◆ Your objective ◆
Give the number of lines containing "been" in this listing, with no other words.

◆ Supplied records ◆
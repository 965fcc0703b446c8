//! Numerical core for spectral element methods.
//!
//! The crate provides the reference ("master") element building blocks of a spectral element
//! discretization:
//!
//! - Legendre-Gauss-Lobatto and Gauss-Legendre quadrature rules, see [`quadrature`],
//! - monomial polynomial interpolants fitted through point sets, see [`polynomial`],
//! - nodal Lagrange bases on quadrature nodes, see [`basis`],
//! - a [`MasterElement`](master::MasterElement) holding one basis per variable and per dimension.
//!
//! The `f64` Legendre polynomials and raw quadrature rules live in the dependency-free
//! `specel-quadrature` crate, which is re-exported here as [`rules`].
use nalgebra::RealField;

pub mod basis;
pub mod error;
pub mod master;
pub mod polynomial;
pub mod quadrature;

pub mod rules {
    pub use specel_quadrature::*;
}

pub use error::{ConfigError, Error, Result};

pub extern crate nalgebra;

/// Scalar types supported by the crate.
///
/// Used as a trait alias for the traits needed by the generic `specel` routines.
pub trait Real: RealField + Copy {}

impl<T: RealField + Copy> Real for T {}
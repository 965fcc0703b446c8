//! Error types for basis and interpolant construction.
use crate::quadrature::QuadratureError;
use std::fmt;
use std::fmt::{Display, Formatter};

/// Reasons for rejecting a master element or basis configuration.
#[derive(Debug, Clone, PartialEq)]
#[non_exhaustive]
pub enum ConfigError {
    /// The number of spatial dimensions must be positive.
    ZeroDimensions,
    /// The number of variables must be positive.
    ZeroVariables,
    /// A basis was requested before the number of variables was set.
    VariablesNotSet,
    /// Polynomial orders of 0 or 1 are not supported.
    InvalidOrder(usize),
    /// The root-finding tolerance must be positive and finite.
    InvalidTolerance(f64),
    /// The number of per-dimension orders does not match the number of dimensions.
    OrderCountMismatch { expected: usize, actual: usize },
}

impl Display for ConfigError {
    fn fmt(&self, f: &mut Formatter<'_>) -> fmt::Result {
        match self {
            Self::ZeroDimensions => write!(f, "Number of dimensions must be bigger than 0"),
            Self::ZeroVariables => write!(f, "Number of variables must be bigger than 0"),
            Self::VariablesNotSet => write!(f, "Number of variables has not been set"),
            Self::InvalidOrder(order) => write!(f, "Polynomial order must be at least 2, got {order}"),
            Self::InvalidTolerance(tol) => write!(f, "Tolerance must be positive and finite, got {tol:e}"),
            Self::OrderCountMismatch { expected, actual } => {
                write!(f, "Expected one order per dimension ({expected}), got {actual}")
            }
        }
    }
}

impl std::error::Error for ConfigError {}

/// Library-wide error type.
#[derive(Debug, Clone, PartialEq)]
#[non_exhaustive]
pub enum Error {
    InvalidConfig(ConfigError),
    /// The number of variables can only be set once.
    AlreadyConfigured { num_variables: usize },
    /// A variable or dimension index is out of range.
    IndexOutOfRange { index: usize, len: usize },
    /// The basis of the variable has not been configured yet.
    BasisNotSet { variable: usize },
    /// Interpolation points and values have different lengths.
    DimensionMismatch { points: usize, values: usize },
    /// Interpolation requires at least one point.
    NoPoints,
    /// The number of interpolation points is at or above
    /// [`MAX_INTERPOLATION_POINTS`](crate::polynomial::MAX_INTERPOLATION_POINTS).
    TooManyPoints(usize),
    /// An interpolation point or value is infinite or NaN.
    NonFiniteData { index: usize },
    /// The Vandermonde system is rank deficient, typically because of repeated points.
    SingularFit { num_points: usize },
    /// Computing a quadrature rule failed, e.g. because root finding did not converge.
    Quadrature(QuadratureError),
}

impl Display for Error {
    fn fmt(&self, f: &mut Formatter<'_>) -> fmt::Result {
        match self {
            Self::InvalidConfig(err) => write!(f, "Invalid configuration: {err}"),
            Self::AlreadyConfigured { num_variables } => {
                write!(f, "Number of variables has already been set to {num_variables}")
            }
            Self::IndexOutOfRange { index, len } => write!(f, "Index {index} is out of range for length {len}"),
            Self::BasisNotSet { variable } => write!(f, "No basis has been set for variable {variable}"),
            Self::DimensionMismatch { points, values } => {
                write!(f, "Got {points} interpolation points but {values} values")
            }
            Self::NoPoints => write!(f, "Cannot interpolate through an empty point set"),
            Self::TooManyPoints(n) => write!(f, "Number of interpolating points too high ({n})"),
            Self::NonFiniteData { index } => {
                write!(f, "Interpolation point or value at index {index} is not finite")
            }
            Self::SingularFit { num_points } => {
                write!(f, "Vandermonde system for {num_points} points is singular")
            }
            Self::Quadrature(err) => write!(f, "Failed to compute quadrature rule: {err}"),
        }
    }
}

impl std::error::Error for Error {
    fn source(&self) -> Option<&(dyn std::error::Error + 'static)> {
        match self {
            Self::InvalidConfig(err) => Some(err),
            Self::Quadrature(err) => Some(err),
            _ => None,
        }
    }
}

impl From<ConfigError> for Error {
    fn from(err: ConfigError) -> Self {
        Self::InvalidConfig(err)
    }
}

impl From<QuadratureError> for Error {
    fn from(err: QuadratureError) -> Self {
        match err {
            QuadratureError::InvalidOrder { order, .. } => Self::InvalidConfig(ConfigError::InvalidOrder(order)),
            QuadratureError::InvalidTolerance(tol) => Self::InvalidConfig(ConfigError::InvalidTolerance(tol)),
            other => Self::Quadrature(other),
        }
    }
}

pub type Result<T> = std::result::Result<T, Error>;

* * *

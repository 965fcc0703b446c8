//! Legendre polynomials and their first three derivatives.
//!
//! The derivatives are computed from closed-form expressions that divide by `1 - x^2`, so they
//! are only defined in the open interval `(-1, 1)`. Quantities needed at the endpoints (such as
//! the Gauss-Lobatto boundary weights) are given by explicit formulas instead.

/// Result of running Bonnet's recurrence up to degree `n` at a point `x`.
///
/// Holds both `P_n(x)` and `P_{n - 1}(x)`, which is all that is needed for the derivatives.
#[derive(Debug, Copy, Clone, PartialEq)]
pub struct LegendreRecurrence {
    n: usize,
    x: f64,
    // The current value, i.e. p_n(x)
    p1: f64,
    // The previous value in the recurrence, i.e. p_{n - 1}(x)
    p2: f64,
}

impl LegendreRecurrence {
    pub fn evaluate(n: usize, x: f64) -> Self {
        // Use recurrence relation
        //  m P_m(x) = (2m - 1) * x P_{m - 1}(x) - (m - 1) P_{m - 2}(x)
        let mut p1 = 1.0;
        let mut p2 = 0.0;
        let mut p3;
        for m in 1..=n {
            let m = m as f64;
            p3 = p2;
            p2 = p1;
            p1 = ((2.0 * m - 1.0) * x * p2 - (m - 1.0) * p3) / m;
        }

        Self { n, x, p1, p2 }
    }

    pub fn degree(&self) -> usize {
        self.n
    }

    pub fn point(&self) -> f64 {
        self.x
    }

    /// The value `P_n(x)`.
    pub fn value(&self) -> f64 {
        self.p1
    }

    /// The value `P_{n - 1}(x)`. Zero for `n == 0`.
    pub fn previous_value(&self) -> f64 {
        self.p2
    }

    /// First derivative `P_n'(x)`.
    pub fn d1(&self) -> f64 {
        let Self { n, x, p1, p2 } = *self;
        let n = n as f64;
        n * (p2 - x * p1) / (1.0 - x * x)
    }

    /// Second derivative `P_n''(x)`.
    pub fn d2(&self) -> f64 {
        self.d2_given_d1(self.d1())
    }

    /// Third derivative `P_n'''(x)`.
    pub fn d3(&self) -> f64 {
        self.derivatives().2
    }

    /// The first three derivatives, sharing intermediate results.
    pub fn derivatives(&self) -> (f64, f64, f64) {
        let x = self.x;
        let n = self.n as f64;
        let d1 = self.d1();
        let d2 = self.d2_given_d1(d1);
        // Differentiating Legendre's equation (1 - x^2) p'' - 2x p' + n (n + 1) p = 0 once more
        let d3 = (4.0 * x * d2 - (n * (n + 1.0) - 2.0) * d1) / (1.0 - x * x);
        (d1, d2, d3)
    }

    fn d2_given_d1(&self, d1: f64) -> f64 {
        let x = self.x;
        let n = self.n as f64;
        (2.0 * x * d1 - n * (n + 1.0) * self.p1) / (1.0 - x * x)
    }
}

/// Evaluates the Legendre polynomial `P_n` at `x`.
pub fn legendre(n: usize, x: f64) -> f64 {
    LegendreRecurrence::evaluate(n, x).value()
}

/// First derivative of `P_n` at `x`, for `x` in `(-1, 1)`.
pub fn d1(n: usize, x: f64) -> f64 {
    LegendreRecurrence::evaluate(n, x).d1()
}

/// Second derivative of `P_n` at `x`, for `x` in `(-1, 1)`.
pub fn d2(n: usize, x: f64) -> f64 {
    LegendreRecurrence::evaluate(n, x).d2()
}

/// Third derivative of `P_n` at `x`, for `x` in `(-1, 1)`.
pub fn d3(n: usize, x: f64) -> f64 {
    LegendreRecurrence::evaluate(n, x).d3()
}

* * *

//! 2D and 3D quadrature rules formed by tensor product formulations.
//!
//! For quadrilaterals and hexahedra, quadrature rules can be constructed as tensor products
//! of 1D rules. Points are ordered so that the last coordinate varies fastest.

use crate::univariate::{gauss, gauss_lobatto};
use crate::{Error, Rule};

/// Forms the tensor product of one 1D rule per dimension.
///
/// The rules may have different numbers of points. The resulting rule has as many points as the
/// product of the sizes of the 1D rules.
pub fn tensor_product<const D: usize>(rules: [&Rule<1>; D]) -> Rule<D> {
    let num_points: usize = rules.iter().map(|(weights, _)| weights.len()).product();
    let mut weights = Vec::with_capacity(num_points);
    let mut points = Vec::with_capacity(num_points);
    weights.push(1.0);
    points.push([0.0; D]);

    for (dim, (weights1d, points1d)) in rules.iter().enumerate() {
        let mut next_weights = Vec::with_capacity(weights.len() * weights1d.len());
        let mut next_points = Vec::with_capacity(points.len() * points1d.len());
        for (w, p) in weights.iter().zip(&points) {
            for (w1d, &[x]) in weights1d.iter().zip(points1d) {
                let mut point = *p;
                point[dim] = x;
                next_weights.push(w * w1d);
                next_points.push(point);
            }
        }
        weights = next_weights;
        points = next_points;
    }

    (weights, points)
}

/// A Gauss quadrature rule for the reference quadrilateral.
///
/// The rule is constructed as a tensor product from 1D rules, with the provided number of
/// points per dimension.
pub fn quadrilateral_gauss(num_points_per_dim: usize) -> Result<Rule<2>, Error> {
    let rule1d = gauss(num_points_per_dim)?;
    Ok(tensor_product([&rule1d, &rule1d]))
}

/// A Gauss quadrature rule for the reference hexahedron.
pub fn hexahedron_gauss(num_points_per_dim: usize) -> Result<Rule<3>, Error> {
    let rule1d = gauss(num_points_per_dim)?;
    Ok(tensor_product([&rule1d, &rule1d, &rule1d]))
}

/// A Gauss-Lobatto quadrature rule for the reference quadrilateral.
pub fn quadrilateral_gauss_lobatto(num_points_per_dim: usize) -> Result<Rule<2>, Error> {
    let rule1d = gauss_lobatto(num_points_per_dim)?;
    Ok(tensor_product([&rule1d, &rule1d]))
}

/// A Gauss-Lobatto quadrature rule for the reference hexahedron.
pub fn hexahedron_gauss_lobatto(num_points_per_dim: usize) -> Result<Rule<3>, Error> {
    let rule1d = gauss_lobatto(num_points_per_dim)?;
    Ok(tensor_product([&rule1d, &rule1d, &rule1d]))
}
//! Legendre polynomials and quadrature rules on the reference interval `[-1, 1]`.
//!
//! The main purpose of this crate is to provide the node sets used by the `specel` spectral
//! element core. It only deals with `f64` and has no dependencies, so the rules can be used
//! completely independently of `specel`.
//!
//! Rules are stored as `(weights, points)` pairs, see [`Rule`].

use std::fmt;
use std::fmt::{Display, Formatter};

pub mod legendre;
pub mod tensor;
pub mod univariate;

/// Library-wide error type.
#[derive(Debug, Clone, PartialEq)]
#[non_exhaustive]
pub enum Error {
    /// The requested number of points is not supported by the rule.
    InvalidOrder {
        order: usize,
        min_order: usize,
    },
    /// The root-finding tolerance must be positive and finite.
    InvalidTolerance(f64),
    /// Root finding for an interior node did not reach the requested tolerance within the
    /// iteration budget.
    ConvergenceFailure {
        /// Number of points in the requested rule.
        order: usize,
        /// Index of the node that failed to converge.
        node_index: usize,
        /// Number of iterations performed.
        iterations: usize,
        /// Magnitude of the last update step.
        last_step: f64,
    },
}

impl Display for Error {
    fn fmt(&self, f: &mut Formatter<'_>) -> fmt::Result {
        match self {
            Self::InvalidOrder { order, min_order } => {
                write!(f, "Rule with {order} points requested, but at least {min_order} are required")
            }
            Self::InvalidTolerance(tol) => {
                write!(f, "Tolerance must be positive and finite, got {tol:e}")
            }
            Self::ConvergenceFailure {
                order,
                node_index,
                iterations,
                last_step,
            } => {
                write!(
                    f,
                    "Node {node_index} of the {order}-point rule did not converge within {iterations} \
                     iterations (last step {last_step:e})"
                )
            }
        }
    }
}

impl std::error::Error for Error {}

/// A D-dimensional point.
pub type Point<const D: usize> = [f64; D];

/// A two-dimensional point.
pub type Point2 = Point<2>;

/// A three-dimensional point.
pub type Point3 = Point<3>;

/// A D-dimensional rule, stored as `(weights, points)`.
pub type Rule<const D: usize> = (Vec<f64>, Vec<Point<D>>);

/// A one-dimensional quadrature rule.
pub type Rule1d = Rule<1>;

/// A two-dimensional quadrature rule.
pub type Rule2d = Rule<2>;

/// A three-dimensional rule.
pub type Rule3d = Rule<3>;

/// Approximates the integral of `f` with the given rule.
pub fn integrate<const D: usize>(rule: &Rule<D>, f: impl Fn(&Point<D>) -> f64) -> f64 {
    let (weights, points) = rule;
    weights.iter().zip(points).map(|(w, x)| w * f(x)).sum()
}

◆ Exercise answer ◆
4